One of the main reasons why minimum wage workers live in households with multiple incomes is because a minimum wage is not a sufficient income to live independently. 

    Furthermore, there are many companies that pay less in federal taxes than they pay their CEOs.  For example, Jeff Immelt, CEO of General Electric, earned $15. 2 million in 2010, after spending $41.8 Million in lobbying politicians, the company received a $3.3 billion Federal refund. 

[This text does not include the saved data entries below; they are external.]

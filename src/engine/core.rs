// src/engine/core.rs

//! Pure core runtime state machine.
//!
//! The core consumes [`RuntimeEvent`]s and produces an updated state plus a
//! list of commands for the IO shell (`engine::runtime::Runtime`), which
//! reads the channel, hands tasks to the executor and stops on exit.
//!
//! No Tokio, channels, filesystem or processes in here.

use crate::dag::{RunSummary, Scheduler};
use crate::engine::event_handlers::{CoreStep, handle_run_request, handle_task_completion};
use crate::engine::{RuntimeEvent, RuntimeOptions};

#[derive(Debug)]
pub struct CoreRuntime {
    scheduler: Scheduler,
    options: RuntimeOptions,
}

impl CoreRuntime {
    pub fn new(scheduler: Scheduler, options: RuntimeOptions) -> Self {
        Self { scheduler, options }
    }

    pub fn is_idle(&self) -> bool {
        self.scheduler.is_idle()
    }

    pub fn scheduler(&self) -> &Scheduler {
        &self.scheduler
    }

    /// Outcome of the latest run so far.
    pub fn summary(&self) -> RunSummary {
        self.scheduler.summary()
    }

    /// Handle a single runtime event, returning the commands for the shell.
    pub fn step(&mut self, event: RuntimeEvent) -> CoreStep {
        match event {
            RuntimeEvent::RunRequested => handle_run_request(&mut self.scheduler, &self.options),
            RuntimeEvent::TaskCompleted { task, outcome } => {
                handle_task_completion(&mut self.scheduler, &self.options, task, outcome)
            }
            RuntimeEvent::ShutdownRequested => CoreStep {
                commands: Vec::new(),
                keep_running: false,
            },
        }
    }
}
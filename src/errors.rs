// src/errors.rs

//! Crate-wide error aliases and helpers.

use thiserror::Error;

#[derive(Error, Debug)]
pub enum AssetflowError {
    #[error("Configuration error: {0}")]
    ConfigError(String),

    #[error("IO error: {0}")]
    IoError(#[from] std::io::Error),

    #[error("JSON error: {0}")]
    Json(#[from] serde_json::Error),

    #[error("Unknown task: {0}")]
    UnknownTask(String),

    #[error("Cycle detected in task graph: {0}")]
    DagCycle(String),

    #[error("Live-sync error: {0}")]
    LiveSync(String),

    #[error(transparent)]
    Other(#[from] anyhow::Error),
}

pub use anyhow::Error;
pub type Result<T> = std::result::Result<T, AssetflowError>;
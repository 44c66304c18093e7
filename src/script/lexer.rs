// src/script/lexer.rs

//! Coarse JavaScript segmenter.
//!
//! Splits a source file into code, string, template, regex and comment
//! segments. Nothing finer is needed: the minifier only rewrites code
//! segments and the linter only looks at code.
//!
//! Segment boundaries always fall on ASCII delimiters, so every segment is a
//! valid `&str` slice of the input.

#[derive(Debug, Clone, Copy, PartialEq, Eq)]
pub enum SegmentKind {
    Code,
    Str,
    Template,
    Regex,
    LineComment,
    BlockComment,
}

#[derive(Debug, Clone, Copy, PartialEq, Eq)]
pub struct Segment<'a> {
    pub kind: SegmentKind,
    pub text: &'a str,
    /// Byte offset in the source.
    pub start: usize,
}

impl Segment<'_> {
    pub fn is_comment(&self) -> bool {
        matches!(
            self.kind,
            SegmentKind::LineComment | SegmentKind::BlockComment
        )
    }

    pub fn is_literal(&self) -> bool {
        matches!(
            self.kind,
            SegmentKind::Str | SegmentKind::Template | SegmentKind::Regex
        )
    }
}

/// Keywords after which a `/` starts a regex rather than a division.
const REGEX_PRECEDING_WORDS: &[&str] = &[
    "return", "typeof", "instanceof", "case", "do", "else", "in", "of", "new", "delete", "void",
    "throw", "yield", "await",
];

pub fn segments(source: &str) -> Vec<Segment<'_>> {
    let bytes = source.as_bytes();
    let mut out = Vec::new();
    let mut code_start = 0;
    let mut i = 0;

    while i < bytes.len() {
        let next = bytes.get(i + 1).copied();
        let found = match bytes[i] {
            quote @ (b'"' | b'\'') => Some((SegmentKind::Str, scan_string(bytes, i, quote))),
            b'`' => Some((SegmentKind::Template, scan_template(bytes, i))),
            b'/' if next == Some(b'/') => Some((SegmentKind::LineComment, scan_to_eol(bytes, i))),
            b'/' if next == Some(b'*') => {
                Some((SegmentKind::BlockComment, scan_block_comment(bytes, i)))
            }
            b'/' if regex_allowed(&source[code_start..i], out.last()) => {
                Some((SegmentKind::Regex, scan_regex(bytes, i)))
            }
            _ => None,
        };

        match found {
            Some((kind, end)) => {
                if code_start < i {
                    out.push(Segment {
                        kind: SegmentKind::Code,
                        text: &source[code_start..i],
                        start: code_start,
                    });
                }
                out.push(Segment {
                    kind,
                    text: &source[i..end],
                    start: i,
                });
                i = end;
                code_start = end;
            }
            None => i += 1,
        }
    }

    if code_start < bytes.len() {
        out.push(Segment {
            kind: SegmentKind::Code,
            text: &source[code_start..],
            start: code_start,
        });
    }
    out
}

/// Decide whether a `/` opens a regex, given the code preceding it in the
/// current code run and the segment before that run.
fn regex_allowed(code_before: &str, previous: Option<&Segment<'_>>) -> bool {
    let trimmed = code_before.trim_end();
    let Some(last) = trimmed.chars().last() else {
        // Only whitespace since the last literal/comment.
        return match previous {
            None => true,
            Some(seg) if seg.is_comment() => true,
            Some(_) => false,
        };
    };

    if last.is_ascii_alphanumeric() || last == '_' || last == '$' {
        let word_start = trimmed
            .rfind(|c: char| !(c.is_ascii_alphanumeric() || c == '_' || c == '$'))
            .map_or(0, |p| p + 1);
        return REGEX_PRECEDING_WORDS.contains(&&trimmed[word_start..]);
    }

    // A `}` ending its line closes a statement block; the next line starts
    // a new statement.
    if last == '}' && code_before[trimmed.len()..].contains('\n') {
        return true;
    }

    !matches!(last, ')' | ']' | '}' | '.')
}

fn scan_string(bytes: &[u8], start: usize, quote: u8) -> usize {
    let mut j = start + 1;
    while j < bytes.len() {
        match bytes[j] {
            b'\\' => j += 2,
            b'\n' => return j,
            b if b == quote => return j + 1,
            _ => j += 1,
        }
    }
    bytes.len()
}

fn scan_template(bytes: &[u8], start: usize) -> usize {
    let mut j = start + 1;
    let mut depth = 0usize;
    while j < bytes.len() {
        match bytes[j] {
            b'\\' => j += 2,
            b'`' if depth == 0 => return j + 1,
            b'`' => j = scan_template(bytes, j),
            b'$' if depth == 0 && bytes.get(j + 1) == Some(&b'{') => {
                depth = 1;
                j += 2;
            }
            b'{' if depth > 0 => {
                depth += 1;
                j += 1;
            }
            b'}' if depth > 0 => {
                depth -= 1;
                j += 1;
            }
            quote @ (b'"' | b'\'') if depth > 0 => j = scan_string(bytes, j, quote),
            _ => j += 1,
        }
    }
    bytes.len()
}

fn scan_to_eol(bytes: &[u8], start: usize) -> usize {
    bytes[start..]
        .iter()
        .position(|b| *b == b'\n')
        .map_or(bytes.len(), |p| start + p)
}

fn scan_block_comment(bytes: &[u8], start: usize) -> usize {
    let mut j = start + 2;
    while j + 1 < bytes.len() {
        if bytes[j] == b'*' && bytes[j + 1] == b'/' {
            return j + 2;
        }
        j += 1;
    }
    bytes.len()
}

fn scan_regex(bytes: &[u8], start: usize) -> usize {
    let mut j = start + 1;
    let mut in_class = false;
    while j < bytes.len() {
        match bytes[j] {
            b'\\' => j += 2,
            b'\n' => return j,
            b'[' => {
                in_class = true;
                j += 1;
            }
            b']' => {
                in_class = false;
                j += 1;
            }
            b'/' if !in_class => {
                j += 1;
                while j < bytes.len() && bytes[j].is_ascii_alphabetic() {
                    j += 1;
                }
                return j;
            }
            _ => j += 1,
        }
    }
    bytes.len()
}

/// Source with literal bodies replaced by `_` and comments by spaces.
///
/// Newlines and the character count of every line are preserved, so line and
/// column positions in the mask match the source.
pub fn mask(source: &str) -> String {
    let mut out = String::with_capacity(source.len());
    for seg in segments(source) {
        match seg.kind {
            SegmentKind::Code => out.push_str(seg.text),
            SegmentKind::Str | SegmentKind::Template | SegmentKind::Regex => {
                for (n, c) in seg.text.chars().enumerate() {
                    out.push(match c {
                        '\n' => '\n',
                        _ if n == 0 => c,
                        _ => '_',
                    });
                }
            }
            SegmentKind::LineComment | SegmentKind::BlockComment => {
                out.extend(seg.text.chars().map(|c| if c == '\n' { '\n' } else { ' ' }));
            }
        }
    }
    out
}

/// Whether a line begins or ends inside a multi-line literal or comment.
#[derive(Debug, Clone, Copy, Default, PartialEq, Eq)]
pub struct LineState {
    pub starts_in: Option<SegmentKind>,
    pub ends_in: Option<SegmentKind>,
}

/// One [`LineState`] per line of `source` (as split by `str::lines`).
pub fn line_states(source: &str) -> Vec<LineState> {
    let mut states = vec![LineState::default(); source.lines().count().max(1)];
    let mut line = 0usize;

    for seg in segments(source) {
        for _ in seg.text.matches('\n') {
            if seg.kind != SegmentKind::Code {
                if let Some(state) = states.get_mut(line) {
                    state.ends_in = Some(seg.kind);
                }
                if let Some(state) = states.get_mut(line + 1) {
                    state.starts_in = Some(seg.kind);
                }
            }
            line += 1;
        }
    }
    states
}
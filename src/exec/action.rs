// src/exec/action.rs

use anyhow::Result;

use crate::assets::copy_font_group;
use crate::dag::Action;
use crate::exec::BuildContext;
use crate::{script, style};

impl Action {
    /// Run the action to completion on the calling thread.
    ///
    /// Lint actions succeed whatever they find; their diagnostics are
    /// logged.
    pub fn execute(&self, ctx: &BuildContext) -> Result<()> {
        match *self {
            Action::CopyFonts(group) => {
                copy_font_group(ctx, group)?;
            }
            Action::StyleLint => {
                style::lint_styles(ctx)?;
            }
            Action::StyleBuild(entry) => {
                style::build_entry(ctx, entry)?;
            }
            Action::ScriptLint => {
                script::lint_scripts(ctx)?;
            }
            Action::ScriptBuild => {
                script::build_entry(ctx)?;
            }
        }
        Ok(())
    }
}
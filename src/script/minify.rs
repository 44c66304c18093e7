// src/script/minify.rs

use crate::pipeline::{Artifact, Transform, TransformError};

use super::lexer::{SegmentKind, segments};

/// Characters around which whitespace is never needed.
const SQUEEZE: &[char] = &['{', '}', '(', ')', '[', ']', ';', ',', ':', '=', '?'];

#[derive(Debug, Clone, Copy, PartialEq, Eq, PartialOrd, Ord)]
enum Pending {
    None,
    Space,
    Newline,
}

struct Writer {
    out: String,
    pending: Pending,
}

impl Writer {
    fn whitespace(&mut self, ws: Pending) {
        self.pending = self.pending.max(ws);
    }

    /// Emit a token starting with `first`, deciding first what happens to
    /// the whitespace seen before it.
    fn token(&mut self, first: char, text: &str) {
        match self.pending {
            Pending::Newline if !self.out.is_empty() && !self.out.ends_with('\n') => {
                self.out.push('\n');
            }
            Pending::Space => {
                let after_squeeze = self.out.ends_with(SQUEEZE) || self.out.ends_with('\n');
                if !self.out.is_empty() && !after_squeeze && !SQUEEZE.contains(&first) {
                    self.out.push(' ');
                }
            }
            _ => {}
        }
        self.pending = Pending::None;
        self.out.push_str(text);
    }
}

/// Whitespace- and comment-stripping minifier.
///
/// Line breaks are kept (one per logical line) so automatic semicolon
/// insertion sees the same program. Literals are copied byte for byte and
/// `/*!` banner comments survive. Identifiers are not renamed.
pub fn minify_script(source: &str) -> String {
    let mut w = Writer {
        out: String::with_capacity(source.len()),
        pending: Pending::None,
    };

    for seg in segments(source) {
        match seg.kind {
            SegmentKind::Code => {
                let mut chars = seg.text.chars().peekable();
                while let Some(c) = chars.next() {
                    if c.is_whitespace() {
                        w.whitespace(if c == '\n' {
                            Pending::Newline
                        } else {
                            Pending::Space
                        });
                    } else {
                        let mut buf = [0u8; 4];
                        w.token(c, c.encode_utf8(&mut buf));
                    }
                }
            }
            SegmentKind::LineComment => {}
            SegmentKind::BlockComment if seg.text.starts_with("/*!") => {
                w.whitespace(Pending::Newline);
                w.token('/', seg.text);
                w.whitespace(Pending::Newline);
            }
            SegmentKind::BlockComment => {
                w.whitespace(if seg.text.contains('\n') {
                    Pending::Newline
                } else {
                    Pending::Space
                });
            }
            SegmentKind::Str | SegmentKind::Template | SegmentKind::Regex => {
                let first = seg.text.chars().next().unwrap_or(' ');
                w.token(first, seg.text);
            }
        }
    }

    if !w.out.is_empty() {
        w.out.push('\n');
    }
    w.out
}

#[derive(Debug, Clone, Copy, Default)]
pub struct Minify;

impl Transform for Minify {
    fn name(&self) -> &str {
        "minify"
    }

    fn apply(&self, input: Artifact) -> Result<Artifact, TransformError> {
        let minified = minify_script(input.text()?);
        Ok(input.with_contents(minified))
    }
}
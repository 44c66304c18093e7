// src/dag/scheduler.rs

use std::collections::BTreeMap;

use tracing::{debug, info, warn};

use crate::dag::plan::Plan;
use crate::dag::scheduler_step::{RunSummary, SchedulerStep};
use crate::dag::state_manager::{ReadOnlyStateManager, StateManager};
use crate::dag::task_id::TaskId;
use crate::dag::task_info::{RunState, ScheduledTask, TaskInfo, TaskRunState};
use crate::engine::TaskOutcome;

/// Scheduler holds the immutable plan plus mutable per-run state.
///
/// It is responsible for:
/// - remembering which tasks are part of the current run
/// - deciding when a triggered task is ready (deps satisfied)
/// - recording success and failure
/// - blocking the dependents of a failed task while siblings carry on
#[derive(Debug)]
pub struct Scheduler {
    plan: Plan,
    tasks: BTreeMap<TaskId, TaskInfo>,
    /// Monotonically increasing run ID.
    run_counter: u64,
    /// Currently active run ID, or `None` if there is no active run.
    current_run_id: Option<u64>,
}

impl Scheduler {
    pub fn from_plan(plan: Plan) -> Self {
        let tasks = plan
            .tasks()
            .filter_map(|id| TaskInfo::from_plan(&plan, id).map(|info| (id, info)))
            .collect();

        Self {
            plan,
            tasks,
            run_counter: 0,
            current_run_id: None,
        }
    }

    pub fn plan(&self) -> &Plan {
        &self.plan
    }

    pub fn is_idle(&self) -> bool {
        self.current_run_id.is_none()
    }

    pub fn current_run_id(&self) -> Option<u64> {
        self.current_run_id
    }

    /// Read-only view of the given task's run state.
    pub fn run_state_of(&self, task: TaskId) -> Option<TaskRunState> {
        let info = self.tasks.get(&task)?;
        Some(info.run_state.into())
    }

    /// Tasks participating in the active run; empty when idle.
    pub fn tasks_in_current_run(&self) -> Vec<TaskId> {
        if self.current_run_id.is_none() {
            return Vec::new();
        }
        self.tasks
            .values()
            .filter(|info| info.run_state.is_some())
            .map(|info| info.id)
            .collect()
    }

    /// Whether the dependencies of `task` are satisfied for the current run.
    pub fn deps_satisfied(&self, task: TaskId) -> Option<bool> {
        let info = self.tasks.get(&task)?;
        Some(ReadOnlyStateManager::new(&self.tasks).deps_satisfied_for_info(info))
    }

    /// Start a new run, resetting per-run state but keeping history.
    pub fn start_new_run(&mut self) {
        self.run_counter += 1;
        self.current_run_id = Some(self.run_counter);

        for info in self.tasks.values_mut() {
            info.run_state = None;
        }

        debug!(run_id = self.run_counter, "scheduler: starting new run");
    }

    /// Start a run containing every leaf of the plan; returns the tasks to
    /// dispatch first.
    pub fn start_full_run(&mut self) -> SchedulerStep {
        self.start_new_run();
        for root in self.plan.roots() {
            let mut manager = StateManager::new(&self.plan, &mut self.tasks, self.current_run_id);
            manager.mark_task_and_dependents_pending(root);
        }
        let mut manager = StateManager::new(&self.plan, &mut self.tasks, self.current_run_id);
        let newly_scheduled = manager.collect_new_ready_tasks();
        let run_just_finished = self.maybe_finish_run();

        SchedulerStep {
            newly_scheduled,
            run_just_finished,
            ..SchedulerStep::default()
        }
    }

    pub fn handle_trigger(&mut self, task: TaskId) -> Vec<ScheduledTask> {
        self.trigger_step_internal(task).newly_scheduled
    }

    pub fn handle_completion(&mut self, task: TaskId, outcome: TaskOutcome) -> Vec<ScheduledTask> {
        self.completion_step_internal(task, outcome).newly_scheduled
    }

    /// Manual-step variant of `handle_trigger`.
    pub fn step_trigger(&mut self, task: TaskId) -> SchedulerStep {
        self.trigger_step_internal(task)
    }

    /// Manual-step variant of `handle_completion`.
    pub fn step_completion(&mut self, task: TaskId, outcome: TaskOutcome) -> SchedulerStep {
        self.completion_step_internal(task, outcome)
    }

    pub fn task_ids(&self) -> impl Iterator<Item = TaskId> + '_ {
        self.plan.tasks()
    }

    /// Outcome of the most recent run, by leaf.
    pub fn summary(&self) -> RunSummary {
        let mut summary = RunSummary::default();
        for info in self.tasks.values() {
            match info.run_state {
                Some(RunState::DoneSuccess) => summary.succeeded.push(info.id),
                Some(RunState::DoneFailed) => summary.failed.push((
                    info.id,
                    info.last_error.clone().unwrap_or_default(),
                )),
                Some(RunState::Blocked) => summary.blocked.push(info.id),
                Some(RunState::Pending) | Some(RunState::Running) | None => {}
            }
        }
        summary
    }

    /// Clear `current_run_id` once every task is terminal. Returns `true`
    /// if this call finished the run.
    fn maybe_finish_run(&mut self) -> bool {
        if self.current_run_id.is_none() {
            return false;
        }

        let manager = StateManager::new(&self.plan, &mut self.tasks, self.current_run_id);
        if manager.all_tasks_terminal() {
            info!(run_id = self.current_run_id, "scheduler: all tasks terminal; run finished");
            self.current_run_id = None;
            true
        } else {
            false
        }
    }

    fn trigger_step_internal(&mut self, task: TaskId) -> SchedulerStep {
        if self.current_run_id.is_none() {
            debug!(task = %task, "trigger with no active run; starting a new run");
            self.start_new_run();
        }

        if self.tasks.contains_key(&task) {
            let mut manager = StateManager::new(&self.plan, &mut self.tasks, self.current_run_id);
            manager.mark_task_and_dependents_pending(task);
        } else {
            warn!(task = %task, "trigger for task outside the plan; ignoring");
        }

        let mut manager = StateManager::new(&self.plan, &mut self.tasks, self.current_run_id);
        let newly_scheduled = manager.collect_new_ready_tasks();
        let run_just_finished = self.maybe_finish_run();

        SchedulerStep {
            newly_scheduled,
            run_just_finished,
            ..SchedulerStep::default()
        }
    }

    fn completion_step_internal(&mut self, task: TaskId, outcome: TaskOutcome) -> SchedulerStep {
        let Some(run_id) = self.current_run_id else {
            warn!(task = %task, "completion with no active run; ignoring");
            return SchedulerStep::default();
        };

        let mut step = SchedulerStep::default();

        match self.tasks.get_mut(&task) {
            Some(info) if info.run_state == Some(RunState::Running) => match outcome {
                TaskOutcome::Success => {
                    info.run_state = Some(RunState::DoneSuccess);
                    info.last_successful_run = Some(run_id);
                    info.last_error = None;
                    debug!(task = %info.id, run_id, "task completed successfully");
                    let mut manager =
                        StateManager::new(&self.plan, &mut self.tasks, self.current_run_id);
                    step.newly_scheduled = manager.collect_new_ready_tasks();
                }
                TaskOutcome::Failed(message) => {
                    info.run_state = Some(RunState::DoneFailed);
                    info.last_failed_run = Some(run_id);
                    warn!(
                        task = %info.id,
                        run_id,
                        error = %message,
                        "task failed; blocking its dependents in this run"
                    );
                    info.last_error = Some(message);
                    step.newly_failed.push(task);
                    let mut manager =
                        StateManager::new(&self.plan, &mut self.tasks, self.current_run_id);
                    step.newly_blocked = manager.mark_dependents_blocked(task);
                }
            },
            Some(info) => {
                warn!(task = %task, state = ?info.run_state, "completion for task that is not running; ignoring");
            }
            None => {
                warn!(task = %task, "completion for unknown task; ignoring");
            }
        }

        step.run_just_finished = self.maybe_finish_run();
        step
    }
}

   Perhaps the most extreme example is the social networking giant Facebook, which earned a billion dollars last year and did not pay any taxes. The popular website even got a refund for $429 million in the form of executive stock options. 
   It's important to note that many minimum wage employees are not teenagers as commonly believed. According to an article from the Economic Policy Institute, 84.1 percent are 20 years or older. In addition, close to half (47 percent) average 35 hours of work or more per week. The report also concluded that the increase in minimum wage will increase consumption and grow thus grow the economy.          
   Not only are the poor and lower-middle class spending more but some economists believe that the consumption inequality, between different socio-economic groups has shrunk. These economists argue that basic necessities are not as inexpensive thus the poor and middle class are able to allocate more of their income toward discretionary spending. 
    There is some hard evidence to support this claim. According to the Bureau  of Economic Analysis, spending on basic necessities including groceries, clothing, utilities and housing, decreased by 20 percent from 1950-2012.  Furthermore, According to the Labor Bureau  the Expenditure Consumption Survey shows that percentage of  consumption has remained the same for the last ten years irregardless of class.   

New York Times 

However, there are other studies, that draw different conclusions.
   Overall, although the living conditions for the working and the lower middle class have improved compared to their parent’s generation, the access to certain resources that expand educational and career opportunities is still largely dictated by social and economic circumstances.
    If  minimum wage legislation is passed and is raised to $9 it will symbolize President Obama's campaign goal of narrowing the income gap. While conservatives and liberals will not agree on how to end poverty and improve the economy, they should at least agree that economic mobility is beneficial for everyone.